Let me just elaborate on the ‘complex motivations’ idea, because I certainly thi...

Let me just elaborate on the ‘complex motivations’ idea, because I certainly think that ‘orthogonality’ is the weak point in the AGI doomsday story.

Orthogonality is defined by Bostrom as the postulate that a super-intelligence can have nearly any arbitrary goals. Here is a short argument as to why ‘orthogonality’ may be false:

In so far as an AGI has a precisely defined goal, it is likely that the AGI cannot be super-intelligent. The reason is because there’s always a certain irreducible amount of fuzziness or ambiguity in the definition of some types of concepts (‘non-trivial’ concepts associated with values don’t have necessary definitions). Let us call these concepts, fuzzy concepts (or f-concepts).

Now imagine that you are trying to define the goals that will let you specify that you want an AGI to doprecisely, but it turns out that for certain goals there’s an unavoidable trade-off: trying to increase the precision of the definitions reduces the cognitive power of the AGI. It’s because non-trivial goals need the aforementioned ‘f-concepts’, and you can’t define these precisely without over simplifying them.

The only way to deal with f-concepts is by using a ‘concept cloud’ – instead of a single crisp definition, you would need to have a ‘cloud’ or ‘cluster’ of multiple slightly different definitions, and it’s the totality of all these that specifies the goals of the AGI.

So for example, such f-concepts (f) would need a whole set of slightly differing definitions (d):

F= (d1, d2, d3, d4, d5, d6…)

But now the AGI needs a way to integrate all the slightly conflicting definitions into a single coherent set. Let us designate the methods that do this as <integration-methods>.

But finding better <integration methods> is an instrumental goal (needed for whatever other goals the AGI must have). So unavoidably, extra goals must emerge to handle these f-concepts, in addition to whatever original goals the programmer was trying to specify. And if these ‘extra’ goals conflict too badly with the original ones, then the AGI will be cognitively handicapped.

This falsifies orthogonality: f-concepts can only be handled via the emergence of additional goals to perform the internal conflict-resolution procedures that integrate multiple differing definitions of goals in a ‘concept-cloud’.

In so far as an AGI has goals that can be precisely specified, orthogonality is trivially true, but such an AGI probably can’t become super-intelligent. It’s cognitively handicapped.

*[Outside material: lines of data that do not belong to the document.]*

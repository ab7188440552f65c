//! HTTP error mapping.
//!
//! The surface never leaks internals: validation failures map to `400` with
//! the issue list, everything else to `500` with a short message.

use axum::http::StatusCode;
use axum::response::{IntoResponse, Response};
use axum::Json;

#[derive(Debug)]
pub enum ApiError {
    /// Payload failed the market-order schema check.
    Validation(Vec<String>),
    /// Anything unexpected.
    Internal(String),
}

impl IntoResponse for ApiError {
    fn into_response(self) -> Response {
        match self {
            ApiError::Validation(issues) => (
                StatusCode::BAD_REQUEST,
                Json(serde_json::json!({
                    "message": "Invalid payload",
                    "issues": issues,
                })),
            )
                .into_response(),
            ApiError::Internal(message) => (
                StatusCode::INTERNAL_SERVER_ERROR,
                Json(serde_json::json!({ "message": message })),
            )
                .into_response(),
        }
    }
}
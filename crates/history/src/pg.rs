//! Postgres-backed history store.
//!
//! Single table `order_history`, keyed by `order_id`, with JSONB columns for
//! the status trail and the routing decision. The duplicate-status gate runs
//! inside the UPDATE itself (a JSONB containment probe), so concurrent
//! callers for the same order cannot double-record a status.

use std::time::Duration;

use async_trait::async_trait;
use chrono::{DateTime, Utc};
use common::{OrderJob, OrderStatus, QuoteResponse};
use sqlx::postgres::PgPoolOptions;
use sqlx::{PgPool, Row};
use tracing::{info, warn};

use crate::error::{HistoryError, Result};
use crate::{clamp_limit, HistoryPage, HistoryStore, OrderRecord, StatusEntry, StatusUpdate};

const SELECT_COLUMNS: &str = "order_id, order_type, token_in, token_out, amount, status, \
     status_history, venue, tx_hash, executed_amount, quote_response, last_error, \
     explorer_link, received_at, updated_at";

pub struct PgHistoryStore {
    pool: PgPool,
}

impl PgHistoryStore {
    /// Connect and make sure the schema exists.
    pub async fn connect(url: &str, pool_max: u32, idle_timeout_ms: u64) -> Result<Self> {
        let pool = PgPoolOptions::new()
            .max_connections(pool_max)
            .idle_timeout(Duration::from_millis(idle_timeout_ms))
            .connect(url)
            .await?;
        let store = Self { pool };
        store.ensure_schema().await?;
        info!("connected to Postgres history store");
        Ok(store)
    }

    pub async fn close(&self) {
        self.pool.close().await;
    }

    async fn ensure_schema(&self) -> Result<()> {
        sqlx::query(
            r#"
            create table if not exists order_history (
                order_id        text primary key,
                order_type      text not null,
                token_in        text not null,
                token_out       text not null,
                amount          bigint not null,
                status          text not null,
                venue           text,
                tx_hash         text,
                executed_amount text,
                quote_response  jsonb,
                status_history  jsonb not null default '[]'::jsonb,
                last_error      text,
                explorer_link   text,
                received_at     timestamptz not null,
                updated_at      timestamptz not null
            )
            "#,
        )
        .execute(&self.pool)
        .await?;
        sqlx::query(
            "create index if not exists order_history_updated_at_idx on order_history (updated_at desc)",
        )
        .execute(&self.pool)
        .await?;
        sqlx::query("create index if not exists order_history_status_idx on order_history (status)")
            .execute(&self.pool)
            .await?;
        Ok(())
    }

    fn row_to_record(row: &sqlx::postgres::PgRow) -> Result<OrderRecord> {
        let order_type: String = row.try_get("order_type")?;
        let status: String = row.try_get("status")?;
        let amount: i64 = row.try_get("amount")?;
        let status_history: serde_json::Value = row.try_get("status_history")?;
        let status_history: Vec<StatusEntry> = serde_json::from_value(status_history)?;

        Ok(OrderRecord {
            order_id: row.try_get("order_id")?,
            order_type: serde_json::from_value(serde_json::Value::String(order_type))?,
            token_in: row.try_get("token_in")?,
            token_out: row.try_get("token_out")?,
            amount: amount as u64,
            status: status
                .parse()
                .map_err(HistoryError::Internal)?,
            status_history,
            venue: row.try_get("venue")?,
            tx_hash: row.try_get("tx_hash")?,
            executed_amount: row.try_get("executed_amount")?,
            quote_response: row.try_get("quote_response")?,
            last_error: row.try_get("last_error")?,
            explorer_link: row.try_get("explorer_link")?,
            received_at: row.try_get("received_at")?,
            updated_at: row.try_get("updated_at")?,
        })
    }
}

#[async_trait]
impl HistoryStore for PgHistoryStore {
    async fn insert(&self, job: &OrderJob, detail: &str) -> Result<()> {
        let amount = i64::try_from(job.request.amount)
            .map_err(|_| HistoryError::Internal("amount exceeds storable range".into()))?;
        let seed = serde_json::to_value(vec![StatusEntry {
            status: OrderStatus::Pending,
            detail: Some(detail.to_string()),
            link: None,
            recorded_at: job.received_at,
        }])?;

        sqlx::query(
            r#"
            insert into order_history (
                order_id, order_type, token_in, token_out, amount,
                status, status_history, received_at, updated_at
            ) values ($1, $2, $3, $4, $5, 'pending', $6, $7, $7)
            on conflict (order_id) do nothing
            "#,
        )
        .bind(&job.order_id)
        .bind(job.request.order_type.to_string())
        .bind(&job.request.token_in)
        .bind(&job.request.token_out)
        .bind(amount)
        .bind(seed)
        .bind(job.received_at)
        .execute(&self.pool)
        .await?;
        Ok(())
    }

    async fn append_status(&self, update: StatusUpdate) -> Result<bool> {
        let now = Utc::now();
        let entry = serde_json::to_value(vec![StatusEntry {
            status: update.status,
            detail: update.detail.clone(),
            link: update.link.clone(),
            recorded_at: now,
        }])?;
        let probe = serde_json::json!([{ "status": update.status }]);

        let result = sqlx::query(
            r#"
            update order_history set
                status = $2,
                status_history = status_history || $3::jsonb,
                updated_at = $4,
                venue = coalesce($5, venue),
                tx_hash = coalesce($6, tx_hash),
                executed_amount = coalesce($7, executed_amount),
                last_error = coalesce($8, last_error),
                explorer_link = coalesce($9, explorer_link)
            where order_id = $1
              and ($2 = 'failed' or not status_history @> $10::jsonb)
            "#,
        )
        .bind(&update.order_id)
        .bind(update.status.as_str())
        .bind(entry)
        .bind(now)
        .bind(update.venue.as_deref())
        .bind(update.tx_hash.as_deref())
        .bind(update.executed_amount.as_deref())
        .bind(update.last_error.as_deref())
        .bind(update.link.as_deref())
        .bind(probe)
        .execute(&self.pool)
        .await?;

        if result.rows_affected() > 0 {
            return Ok(true);
        }

        let exists: bool =
            sqlx::query_scalar("select exists (select 1 from order_history where order_id = $1)")
                .bind(&update.order_id)
                .fetch_one(&self.pool)
                .await?;
        if !exists {
            warn!(order_id = %update.order_id, "status update for unknown order");
        }
        Ok(false)
    }

    async fn record_routing_decision(&self, order_id: &str, quote: &QuoteResponse) -> Result<()> {
        let result = sqlx::query(
            "update order_history set venue = $2, quote_response = $3, updated_at = $4 where order_id = $1",
        )
        .bind(order_id)
        .bind(&quote.venue)
        .bind(serde_json::to_value(quote)?)
        .bind(Utc::now())
        .execute(&self.pool)
        .await?;
        if result.rows_affected() == 0 {
            warn!(order_id, "routing decision for unknown order");
        }
        Ok(())
    }

    async fn list(&self, limit: u32, cursor: Option<DateTime<Utc>>) -> Result<HistoryPage> {
        let limit = clamp_limit(limit);
        let query = format!(
            "select {SELECT_COLUMNS} from order_history \
             where ($2::timestamptz is null or updated_at < $2) \
             order by updated_at desc limit $1"
        );
        let rows = sqlx::query(&query)
            .bind(limit as i64)
            .bind(cursor)
            .fetch_all(&self.pool)
            .await?;

        let rows: Vec<OrderRecord> = rows
            .iter()
            .map(Self::row_to_record)
            .collect::<Result<_>>()?;
        let next_cursor = (rows.len() == limit as usize)
            .then(|| rows.last().map(|r| r.updated_at))
            .flatten();
        Ok(HistoryPage { rows, next_cursor })
    }

    async fn get(&self, order_id: &str) -> Result<Option<OrderRecord>> {
        let query = format!("select {SELECT_COLUMNS} from order_history where order_id = $1");
        let row = sqlx::query(&query)
            .bind(order_id)
            .fetch_optional(&self.pool)
            .await?;
        row.as_ref().map(Self::row_to_record).transpose()
    }
}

In so far as an AGI has fuzzy goals, it can become super-intelligent, but orthogonality is likely falsified, because ‘extra’ goals need to emerge to handle ‘conflict resolution’ and integration of multiple differing definitions in the concept cloud.

All of this just confirms that goal-drift of our future descendants is unavoidable. The irony is that this is the very reason why ‘orthogonality’ may be false.